The point is that you are not alone, every situation is different, and we all have different ways of dealing with things.
This is our story:-
Though my pregnancy was a hard one, all the normal scans took place without any inclination that anything was wrong with our baby and with a healthy first child we expected nothing different.
When lexi was born i remember the midwife saying that everything was fine she had a small lump on her back but that there was nothing to worry about, i was happy to have a beautiful daughter.
Even though we had a quew of paediatricians coming to see her, nothing was said and as i had the scan while pregnant it was the last thing i expected. Lexi had full leg movement but the doctors said they would like an MRI.
At 2 weeks old she had her first MRI but as she kept moving it was very fuzzy, they could not tell us anything and we were sent down to Southampton Hospital for further investigation. We met her consultant whom without looking at anything but her back immediately said "she has Spina Bifida" (he thought we already knew).
We were told that she had a lypomyelomeningocele.
Through her first year of life she has been through problems not with the Lipoma but with the Haemangeoma that occurred directly over the Lipoma, it started to ulcerate and she had this for over 9 months.
Our lives involved twice weekly visits to the hospital and nurses visiting the rest of the week. We exhausted the list of creams and started to search alternative treatment such as laser therapy, by tis time we had to travel to Great Ormond Street on a monthly basis also.

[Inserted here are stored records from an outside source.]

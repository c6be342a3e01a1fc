use crate::utils::error::{EtlError, Result};
use url::Url;

pub trait Validate {
    fn validate(&self) -> Result<()>;
}

pub fn validate_url(field_name: &str, url_str: &str) -> Result<()> {
    if url_str.is_empty() {
        return Err(EtlError::InvalidConfigValueError {
            field: field_name.to_string(),
            value: url_str.to_string(),
            reason: "URL cannot be empty".to_string(),
        });
    }

    match Url::parse(url_str) {
        Ok(url) => match url.scheme() {
            "http" | "https" => Ok(()),
            scheme => Err(EtlError::InvalidConfigValueError {
                field: field_name.to_string(),
                value: url_str.to_string(),
                reason: format!("Unsupported URL scheme: {}", scheme),
            }),
        },
        Err(e) => Err(EtlError::InvalidConfigValueError {
            field: field_name.to_string(),
            value: url_str.to_string(),
            reason: format!("Invalid URL format: {}", e),
        }),
    }
}

pub fn validate_path(field_name: &str, path: &str) -> Result<()> {
    if path.is_empty() {
        return Err(EtlError::InvalidConfigValueError {
            field: field_name.to_string(),
            value: path.to_string(),
            reason: "Path cannot be empty".to_string(),
        });
    }

    if path.contains('\0') {
        return Err(EtlError::InvalidConfigValueError {
            field: field_name.to_string(),
            value: path.to_string(),
            reason: "Path contains null bytes".to_string(),
        });
    }

    Ok(())
}

pub fn validate_positive_number(field_name: &str, value: u64, min_value: u64) -> Result<()> {
    if value < min_value {
        return Err(EtlError::InvalidConfigValueError {
            field: field_name.to_string(),
            value: value.to_string(),
            reason: format!("Value must be at least {}", min_value),
        });
    }
    Ok(())
}

pub fn validate_required_field<'a, T>(field_name: &str, value: &'a Option<T>) -> Result<&'a T> {
    value.as_ref().ok_or_else(|| EtlError::MissingConfigError {
        field: field_name.to_string(),
    })
}

pub fn validate_non_empty_string(field_name: &str, value: &str) -> Result<()> {
    if value.trim().is_empty() {
        return Err(EtlError::InvalidConfigValueError {
            field: field_name.to_string(),
            value: value.to_string(),
            reason: "Value cannot be empty or whitespace-only".to_string(),
        });
    }
    Ok(())
}

pub fn validate_range<T: PartialOrd + std::fmt::Display + Copy>(
    field_name: &str,
    value: T,
    min: T,
    max: T,
) -> Result<()> {
    if value < min || value > max {
        return Err(EtlError::InvalidConfigValueError {
            field: field_name.to_string(),
            value: value.to_string(),
            reason: format!("Value must be between {} and {}", min, max),
        });
    }
    Ok(())
}

pub fn validate_s3_bucket_name(field_name: &str, bucket_name: &str) -> Result<()> {
    let invalid = |reason: &str| EtlError::InvalidConfigValueError {
        field: field_name.to_string(),
        value: bucket_name.to_string(),
        reason: reason.to_string(),
    };

    if bucket_name.len() < 3 || bucket_name.len() > 63 {
        return Err(invalid("S3 bucket name must be between 3 and 63 characters"));
    }

    if !bucket_name
        .chars()
        .all(|c| c.is_ascii_lowercase() || c.is_ascii_digit() || c == '-' || c == '.')
    {
        return Err(invalid(
            "S3 bucket name can only contain lowercase letters, numbers, hyphens, and dots",
        ));
    }

    if bucket_name.starts_with('-') || bucket_name.ends_with('-') {
        return Err(invalid("S3 bucket name cannot start or end with a hyphen"));
    }

    Ok(())
}

/// Accepts plain or dotted warehouse identifiers such as `DEV_DB.RAW.S3_STAGE`.
pub fn validate_sql_identifier(field_name: &str, identifier: &str) -> Result<()> {
    let valid_part = |part: &str| {
        let mut chars = part.chars();
        matches!(chars.next(), Some(c) if c.is_ascii_alphabetic() || c == '_')
            && chars.all(|c| c.is_ascii_alphanumeric() || c == '_' || c == '$')
    };

    if identifier.is_empty() || !identifier.split('.').all(valid_part) {
        return Err(EtlError::InvalidConfigValueError {
            field: field_name.to_string(),
            value: identifier.to_string(),
            reason: "Identifier must be letters, digits and underscores, optionally dot-qualified"
                .to_string(),
        });
    }
    Ok(())
}

#[cfg(test)]
mod tests {
    use super::*;

    #[test]
    fn test_validate_url() {
        assert!(validate_url("bcda.base_url", "https://sandbox.bcda.cms.gov").is_ok());
        assert!(validate_url("bcda.base_url", "http://localhost:8080").is_ok());
        assert!(validate_url("bcda.base_url", "").is_err());
        assert!(validate_url("bcda.base_url", "invalid-url").is_err());
        assert!(validate_url("bcda.base_url", "ftp://example.com").is_err());
    }

    #[test]
    fn test_validate_positive_number() {
        assert!(validate_positive_number("bcda.poll_interval_secs", 10, 1).is_ok());
        assert!(validate_positive_number("bcda.poll_interval_secs", 0, 1).is_err());
    }

    #[test]
    fn test_validate_s3_bucket_name() {
        assert!(validate_s3_bucket_name("storage.bucket", "ofi-healthcare-data").is_ok());
        assert!(validate_s3_bucket_name("storage.bucket", "ab").is_err());
        assert!(validate_s3_bucket_name("storage.bucket", "Upper_Case").is_err());
        assert!(validate_s3_bucket_name("storage.bucket", "-leading").is_err());
    }

    #[test]
    fn test_validate_sql_identifier() {
        assert!(validate_sql_identifier("warehouse.database", "DEV_DB").is_ok());
        assert!(validate_sql_identifier("loader.stage", "DEV_DB.RAW.S3_CMS_STAGE").is_ok());
        assert!(validate_sql_identifier("loader.stage", "DEV_DB..RAW").is_err());
        assert!(validate_sql_identifier("loader.stage", "drop table; --").is_err());
        assert!(validate_sql_identifier("loader.stage", "1ABC").is_err());
    }
}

I must admit that i took an aggressive approach to her care, ensuring i had all the information i required and that her treatment was given promptly, i have learnt 2 important things;
1 - Always trust your instincts
2- Fight to get information and answers from your doctors
The amount of mistakes of not passing on test results, missing test results, appointments not being made, wrong information is endless, but they are only human and they will make mistakes and i had to ensure i chased everything.
Lexi has had numerous and ongoing Uti's (urinary tract infections) and at 12 months was put on permanent Antibiotics, but this had not prevented them and so has to go on a stronger course when one creeps through.
Things change daily and we have been told like many others to expect the worse as it is something that degrades over time, but we live each day in the now. Lexi has an excellent older brother who loves her to bits and she has inspired many with her constant smile and very cheeky character.
The most important thing i can tell someone who is going through a similar situation is to NEVER blame yourself, unfortunately things can just happen and we may never know why, live in the now and do the best you can.